Saturday, August 25, 2007

Marathon Pundit Chicago River dumping follow up


A couple of weeks ago, Niles Journal reporter Daniel Cameron interviewed me on the telephone about my July 17 post about a milky substance I saw pouring into the North Branch of the Chicago River.

From his article, What Is This Stuff?

Concerned, Ruberry decided to get some evidence. He continued his run a mile and a half south to his home, grabbing a camera to take pictures. When he returned two hours later, the substance was still pouring out of the tunnel.

"This wasn't runoff from some guy washing his car," said Ruberry. "Whatever it was, there was a lot of it."
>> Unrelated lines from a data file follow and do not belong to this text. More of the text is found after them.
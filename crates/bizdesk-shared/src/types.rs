//! Common types

use serde::{Deserialize, Serialize};
use uuid::Uuid;

use crate::constants::{DEFAULT_PAGE_SIZE, MAX_PAGE_SIZE};

pub type EntityId = Uuid;

pub fn new_id() -> EntityId {
    Uuid::new_v4()
}

/// Page request as it arrives in a query string. Out-of-range values are
/// clamped rather than refused.
#[derive(Debug, Clone, Copy, Serialize, Deserialize)]
pub struct Pagination {
    #[serde(default = "default_page")]
    pub page: u32,
    #[serde(default = "default_per_page")]
    pub per_page: u32,
}

fn default_page() -> u32 {
    1
}

fn default_per_page() -> u32 {
    DEFAULT_PAGE_SIZE
}

impl Default for Pagination {
    fn default() -> Self {
        Self { page: 1, per_page: DEFAULT_PAGE_SIZE }
    }
}

impl Pagination {
    pub fn new(page: u32, per_page: u32) -> Self {
        Self { page, per_page }.normalized()
    }

    pub fn normalized(self) -> Self {
        Self {
            page: self.page.max(1),
            per_page: self.per_page.clamp(1, MAX_PAGE_SIZE),
        }
    }

    pub fn limit(&self) -> i64 {
        i64::from(self.normalized().per_page)
    }

    pub fn offset(&self) -> i64 {
        let p = self.normalized();
        i64::from(p.page - 1) * i64::from(p.per_page)
    }
}

/// One page of results plus the total row count.
#[derive(Debug, Clone, Serialize, Deserialize)]
pub struct Page<T> {
    pub items: Vec<T>,
    pub page: u32,
    pub per_page: u32,
    pub total: i64,
}

impl<T> Page<T> {
    pub fn new(items: Vec<T>, pagination: Pagination, total: i64) -> Self {
        let p = pagination.normalized();
        Self {
            items,
            page: p.page,
            per_page: p.per_page,
            total,
        }
    }

    pub fn map<U>(self, f: impl FnMut(T) -> U) -> Page<U> {
        Page {
            items: self.items.into_iter().map(f).collect(),
            page: self.page,
            per_page: self.per_page,
            total: self.total,
        }
    }
}

#[cfg(test)]
mod tests {
    use super::*;

    #[test]
    fn test_pagination_clamps() {
        let p = Pagination::new(0, 1000);
        assert_eq!(p.page, 1);
        assert_eq!(p.per_page, MAX_PAGE_SIZE);
        assert_eq!(p.offset(), 0);
    }

    #[test]
    fn test_pagination_offset() {
        let p = Pagination::new(3, 20);
        assert_eq!(p.offset(), 40);
        assert_eq!(p.limit(), 20);
    }

    #[test]
    fn test_page_map_keeps_counts() {
        let page = Page::new(vec![1, 2, 3], Pagination::new(2, 3), 9);
        let mapped = page.map(|n| n * 10);
        assert_eq!(mapped.items, vec![10, 20, 30]);
        assert_eq!(mapped.page, 2);
        assert_eq!(mapped.total, 9);
    }
}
Ruberry, who works in telecommunications in Niles, decided to take action. He called the Cook County Forest Preserve Dist. The district said it would come investigate, but when it hadn't appeared after 15 minutes, Ruberry left the scene.

More...

The Cook County Forest Preserve stated last week that it had no record of Ruberry's call, but said it would perform an investigation.

This does not surprise me. Among local law enforcement agencies, the Cook County Forest Preserve Police is regarded as a patronage haven for ward-heelers.

Think Chief Wiggum and the fictional Springfield Police from The Simpsons, and you have a pretty good idea what to expect from them.

Here's what I did that afternoon: I called 911, and the dispatcher transferred me to the Forest Preserve Police. If there is a next time, I'll call, based on information I've gathered since July 17, the Illinois Environmental Protection Agency, the Cook County Water Reclamation District, and a non-government group, the Friends of the Chicago River.

The Cook County Forest Preserve Police can be tough when they want to be. Here's what I wrote a few months ago about a reputed incident, in a post about the crime rate in my hometown of Morton Grove:

Oh, in late 2005, while running not too far from the spot where the drifter's body was found, a Cook County Forest Preserve policeman, on a bitterly cold day, confronted me about allegedly--and I want to reiterate, allegedly, urinating fairly deep inside a grove of trees. No one else was there, which says a lot about the law enforcement force derisively known at "the tree police."

It's nice to know Chief Wiggum's boys have their priorities straight.

The polluter has not been caught.

Later today, or perhaps tomorrow, I'll have some more North Branch of the Chicago River pictures--this time of the flooding from this week's heavy rains.